Appendix E – Threat Modeling Reference Matrices

This appendix provides threat modeling tools to identify, score, and manage digital risks across CAR Profiles. It supports Steps 3, 7, and 9 of the 10-Step CARS Digital Privacy Training, and Sections 6, 9, and 10 of the CARS Profile.


🎯 Purpose

  • Enable practical, scenario-based Digital Risk & Threat Assessments
  • Help users assign consistent Risk Levels to CARs and digital compartments
  • Provide reusable templates for mitigation, monitoring, and decision-making
  • Clarify how risk propagates across compartments

🔍 CARS Risk Classification Levels

Risk LevelDescriptionPotential Impact
Level 1Low Risk – Minimal exposureMild inconvenience
Level 2Moderate Risk – Moderate data/valueOperational disruption
Level 3High Risk – Sensitive assetsIdentity breach, fraud
Level 4Severe Risk – Strategic importanceBlackmail, targeting
Level 5Extreme Risk – Catastrophic if exposedIrreversible damage

Each CAR should be assigned a primary Risk Level, with optional risk notes for known vulnerabilities, threat likelihood, and mitigation readiness.

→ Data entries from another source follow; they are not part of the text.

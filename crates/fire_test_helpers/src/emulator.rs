//! A wiremock stand-in for the Firestore emulator
//!
//! Serves the two REST calls the browser makes (`runQuery` and
//! `runAggregationQuery`) for the `(default)` database of one project.
//!
//! # Example
//!
//! ```rust,no_run
//! use fire_test_helpers::emulator::{document_json, FirestoreEmulator};
//! use serde_json::json;
//!
//! # async fn example() {
//! let emulator = FirestoreEmulator::start("demo-project").await;
//! let doc = document_json("demo-project", "products", "abc123", json!({
//!     "name": {"stringValue": "Widget"}
//! }));
//! emulator.mount_documents(None, &[doc]).await;
//! emulator.mount_count(None, 1).await;
//! // FIRESTORE_EMULATOR_HOST=emulator.host()
//! # }
//! ```

use serde_json::{json, Value};
use wiremock::matchers::{method, path};
use wiremock::{Mock, MockServer, ResponseTemplate};

/// `readTime` attached to every canned response
pub const READ_TIME: &str = "2024-06-01T00:00:00.000000Z";

pub struct FirestoreEmulator {
    server: MockServer,
    project: String,
}

impl FirestoreEmulator {
    pub async fn start(project: &str) -> Self {
        Self {
            server: MockServer::start().await,
            project: project.to_string(),
        }
    }

    pub fn server(&self) -> &MockServer {
        &self.server
    }

    /// Value for `FIRESTORE_EMULATOR_HOST`
    pub fn host(&self) -> String {
        self.server.address().to_string()
    }

    /// `/v1/projects/{project}/databases/(default)/documents`
    pub fn documents_root_path(&self) -> String {
        format!("/v1/projects/{}/databases/(default)/documents", self.project)
    }

    fn parent_path(&self, parent: Option<&str>) -> String {
        match parent {
            Some(parent) => format!("{}/{}", self.documents_root_path(), parent),
            None => self.documents_root_path(),
        }
    }

    pub fn run_query_path(&self, parent: Option<&str>) -> String {
        format!("{}:runQuery", self.parent_path(parent))
    }

    pub fn aggregation_path(&self, parent: Option<&str>) -> String {
        format!("{}:runAggregationQuery", self.parent_path(parent))
    }

    /// Answer `runQuery` under `parent` with `documents`
    pub async fn mount_documents(&self, parent: Option<&str>, documents: &[Value]) {
        Mock::given(method("POST"))
            .and(path(self.run_query_path(parent)))
            .respond_with(ResponseTemplate::new(200).set_body_json(run_query_response(documents)))
            .mount(&self.server)
            .await;
    }

    /// Answer `runAggregationQuery` under `parent` with `total`
    pub async fn mount_count(&self, parent: Option<&str>, total: u64) {
        Mock::given(method("POST"))
            .and(path(self.aggregation_path(parent)))
            .respond_with(ResponseTemplate::new(200).set_body_json(count_response(total)))
            .expect(1)
            .mount(&self.server)
            .await;
    }

    /// Fail `runAggregationQuery` under `parent` with a Google error envelope
    pub async fn mount_count_failure(&self, parent: Option<&str>, status: u16, message: &str) {
        Mock::given(method("POST"))
            .and(path(self.aggregation_path(parent)))
            .respond_with(ResponseTemplate::new(status).set_body_json(error_response(
                status,
                "UNAVAILABLE",
                message,
            )))
            .expect(1)
            .mount(&self.server)
            .await;
    }

    /// Fail the test if `runAggregationQuery` is ever called under `parent`
    pub async fn expect_no_count(&self, parent: Option<&str>) {
        Mock::given(method("POST"))
            .and(path(self.aggregation_path(parent)))
            .respond_with(ResponseTemplate::new(500))
            .expect(0)
            .mount(&self.server)
            .await;
    }
}

/// A Firestore REST document in `collection` of `project`
pub fn document_json(project: &str, collection: &str, id: &str, fields: Value) -> Value {
    json!({
        "name": format!(
            "projects/{}/databases/(default)/documents/{}/{}",
            project, collection, id
        ),
        "fields": fields,
        "createTime": "2024-01-01T00:00:00.000000Z",
        "updateTime": "2024-01-01T00:00:00.000000Z",
    })
}

/// A `runQuery` response stream; an empty slice yields the lone `readTime` entry
pub fn run_query_response(documents: &[Value]) -> Value {
    if documents.is_empty() {
        return json!([{ "readTime": READ_TIME }]);
    }
    Value::Array(
        documents
            .iter()
            .map(|doc| json!({ "document": doc, "readTime": READ_TIME }))
            .collect(),
    )
}

/// A `runAggregationQuery` response carrying `total` under the `total` alias
pub fn count_response(total: u64) -> Value {
    json!([{
        "result": {
            "aggregateFields": {
                "total": { "integerValue": total.to_string() }
            }
        },
        "readTime": READ_TIME,
    }])
}

/// Google API error envelope
pub fn error_response(status: u16, code: &str, message: &str) -> Value {
    json!({
        "error": {
            "code": status,
            "message": message,
            "status": code,
        }
    })
}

🧭 “What Makes You a Target?” Self-Evaluation

CAR Builders are encouraged to reflect on how their identity or activity may increase risk:

  • Are you politically active or outspoken?
  • Do you manage sensitive data (clients, whistleblowing, crypto)?
  • Do you influence others online?
  • Could your financial holdings attract unwanted attention?
  • Do you work in areas of government, journalism, or activism?

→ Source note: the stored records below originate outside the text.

//! Access tokens for the Firestore REST API
//!
//! Service accounts use the OAuth2 JWT bearer flow: sign an RS256 assertion
//! with the account's private key and trade it at `token_uri` for a short
//! lived access token. The emulator accepts the fixed token `owner`.

use chrono::{DateTime, Duration, Utc};
use fire_common::{FireError, Result};
use fire_config::Credentials;
use jsonwebtoken::{encode, Algorithm, EncodingKey, Header};
use serde::{Deserialize, Serialize};

/// OAuth scope granting Firestore access
pub const DATASTORE_SCOPE: &str = "https://www.googleapis.com/auth/datastore";

/// Token the Firestore emulator treats as an admin
pub const EMULATOR_TOKEN: &str = "owner";

const JWT_BEARER_GRANT: &str = "urn:ietf:params:oauth:grant-type:jwt-bearer";

/// Lifetime requested for the signed assertion (the maximum Google accepts)
const ASSERTION_TTL_SECS: i64 = 3600;

/// Claims of the signed assertion
#[derive(Debug, Serialize, Deserialize)]
pub struct AssertionClaims {
    pub iss: String,
    pub sub: String,
    pub aud: String,
    pub scope: String,
    pub iat: i64,
    pub exp: i64,
}

#[derive(Debug, Deserialize)]
struct TokenResponse {
    access_token: String,
    #[serde(default)]
    expires_in: Option<i64>,
}

#[derive(Debug, Deserialize)]
struct TokenErrorResponse {
    error: String,
    #[serde(default)]
    error_description: Option<String>,
}

/// How requests are authorized
#[derive(Debug, Clone)]
pub enum Authenticator {
    /// Local emulator, no token exchange
    Emulator,
    ServiceAccount(Credentials),
}

impl Authenticator {
    /// Obtain a bearer token, exchanging a signed assertion when needed
    pub async fn access_token(&self, http: &reqwest::Client) -> Result<String> {
        match self {
            Authenticator::Emulator => Ok(EMULATOR_TOKEN.to_string()),
            Authenticator::ServiceAccount(credentials) => {
                let assertion = sign_assertion(credentials, Utc::now())?;
                exchange_assertion(http, &credentials.token_uri, &assertion).await
            }
        }
    }
}

/// Build the RS256 assertion for `credentials`, issued at `now`
pub fn sign_assertion(credentials: &Credentials, now: DateTime<Utc>) -> Result<String> {
    let key = EncodingKey::from_rsa_pem(credentials.private_key.as_bytes())
        .map_err(|e| FireError::Auth(format!("invalid private key: {}", e)))?;

    let mut header = Header::new(Algorithm::RS256);
    header.kid = credentials.private_key_id.clone();

    let claims = AssertionClaims {
        iss: credentials.client_email.clone(),
        sub: credentials.client_email.clone(),
        aud: credentials.token_uri.clone(),
        scope: DATASTORE_SCOPE.to_string(),
        iat: now.timestamp(),
        exp: (now + Duration::seconds(ASSERTION_TTL_SECS)).timestamp(),
    };

    encode(&header, &claims, &key)
        .map_err(|e| FireError::Auth(format!("failed to sign assertion: {}", e)))
}

async fn exchange_assertion(
    http: &reqwest::Client,
    token_uri: &str,
    assertion: &str,
) -> Result<String> {
    tracing::debug!("Exchanging service account assertion at {}", token_uri);

    let response = http
        .post(token_uri)
        .form(&[("grant_type", JWT_BEARER_GRANT), ("assertion", assertion)])
        .send()
        .await
        .map_err(|e| FireError::Network(e.to_string()))?;

    let status = response.status();
    let body = response
        .text()
        .await
        .map_err(|e| FireError::Network(e.to_string()))?;

    if !status.is_success() {
        let reason = match serde_json::from_str::<TokenErrorResponse>(&body) {
            Ok(TokenErrorResponse {
                error,
                error_description: Some(description),
            }) => format!("{}: {}", error, description),
            Ok(TokenErrorResponse { error, .. }) => error,
            Err(_) => format!("token endpoint returned {}", status),
        };
        return Err(FireError::Auth(reason));
    }

    let token: TokenResponse = serde_json::from_str(&body)
        .map_err(|e| FireError::Auth(format!("unexpected token response: {}", e)))?;

    tracing::debug!("Obtained access token valid for {:?}s", token.expires_in);
    Ok(token.access_token)
}

#[cfg(test)]
mod tests {
    use super::*;
    use chrono::TimeZone;
    use jsonwebtoken::{decode, decode_header, DecodingKey, Validation};

    const TEST_KEY: &str = include_str!("../../tests/fixtures/test_key.pem");
    const TEST_PUBLIC_KEY: &str = include_str!("../../tests/fixtures/test_key.pub.pem");

    fn credentials() -> Credentials {
        let json = serde_json::json!({
            "type": "service_account",
            "project_id": "demo-project",
            "private_key_id": "key-1",
            "private_key": TEST_KEY,
            "client_email": "browser@demo-project.iam.gserviceaccount.com",
            "token_uri": "https://oauth2.googleapis.com/token",
        });
        Credentials::from_json(&json.to_string()).unwrap()
    }

    #[test]
    fn test_assertion_claims_and_header() {
        let now = Utc.with_ymd_and_hms(2024, 1, 1, 0, 0, 0).unwrap();
        let token = sign_assertion(&credentials(), now).unwrap();

        let header = decode_header(&token).unwrap();
        assert_eq!(header.alg, Algorithm::RS256);
        assert_eq!(header.kid.as_deref(), Some("key-1"));

        let mut validation = Validation::new(Algorithm::RS256);
        validation.validate_exp = false;
        validation.set_audience(&["https://oauth2.googleapis.com/token"]);
        let key = DecodingKey::from_rsa_pem(TEST_PUBLIC_KEY.as_bytes()).unwrap();
        let claims = decode::<AssertionClaims>(&token, &key, &validation)
            .unwrap()
            .claims;

        assert_eq!(claims.iss, "browser@demo-project.iam.gserviceaccount.com");
        assert_eq!(claims.sub, claims.iss);
        assert_eq!(claims.scope, DATASTORE_SCOPE);
        assert_eq!(claims.iat, 1_704_067_200);
        assert_eq!(claims.exp - claims.iat, 3600);
    }

    #[test]
    fn test_invalid_private_key() {
        let mut creds = credentials();
        creds.private_key = "not a key".to_string();
        let err = sign_assertion(&creds, Utc::now()).unwrap_err();
        assert!(matches!(err, FireError::Auth(_)));
        assert!(!err.is_configuration());
    }

    #[tokio::test]
    async fn test_emulator_token() {
        let http = reqwest::Client::new();
        let token = Authenticator::Emulator.access_token(&http).await.unwrap();
        assert_eq!(token, "owner");
    }
}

These inputs shape threat profile assumptions.


🔁 Cross-CAR Risk Propagation

CARs are not islands. Risk in one profile can create vulnerabilities elsewhere.

Examples:

  • If one CAR is linked to your real name or email, all CARs using that email inherit risk.
  • A compromised browser configuration (Vehicle) may affect multiple CARs if reused.
  • A risky Destination (e.g. political activity) can draw heat toward unrelated CARs if shared infrastructure is reused.

Use this table to log Cross-CAR Impact:

Source CARTarget CARInherited RiskNotes
Finance01Messaging03HighShared cloud storage
Activism02Persona07ModerateCommon browser session

📋 Threat Matrix Template

Asset CategoryThreat VectorMitigation StrategyRisk LevelNotes
Email AccountCredential stuffing2FA, strong passphrase2Rotate every 90 days
Hosting AccountTargeted surveillanceEncrypted DNS, VPN tunnel4Avoid shared IPs
Backup DrivePhysical seizureLocal encryption, vault3Store offsite
PhoneSIM-swap + app profilingNo SMS 2FA, hardened setup5Burner SIM

🛠 Templates and Worksheets

All included in the companion training workbook:

  • Digital Risk Inventory Sheet
  • Driver Risk Profile Worksheet
  • CAR Risk Linking Map
  • Threat Classification Playbook

Each template is reusable for:

  • Self-assessment
  • AI-powered analysis
  • Sharing within trusted groups or SIGs

Risk LevelPrimary Strategies
1–2Hygiene: backups, updates, weak link fixes
3Strong auth, encrypted storage, air gaps
4Infrastructure segregation, alias layers
5Isolation CARs, non-overlapping devices

“You can’t protect what you haven’t defined. This matrix turns vague fears into practical countermeasures — across your entire fleet of CARs.”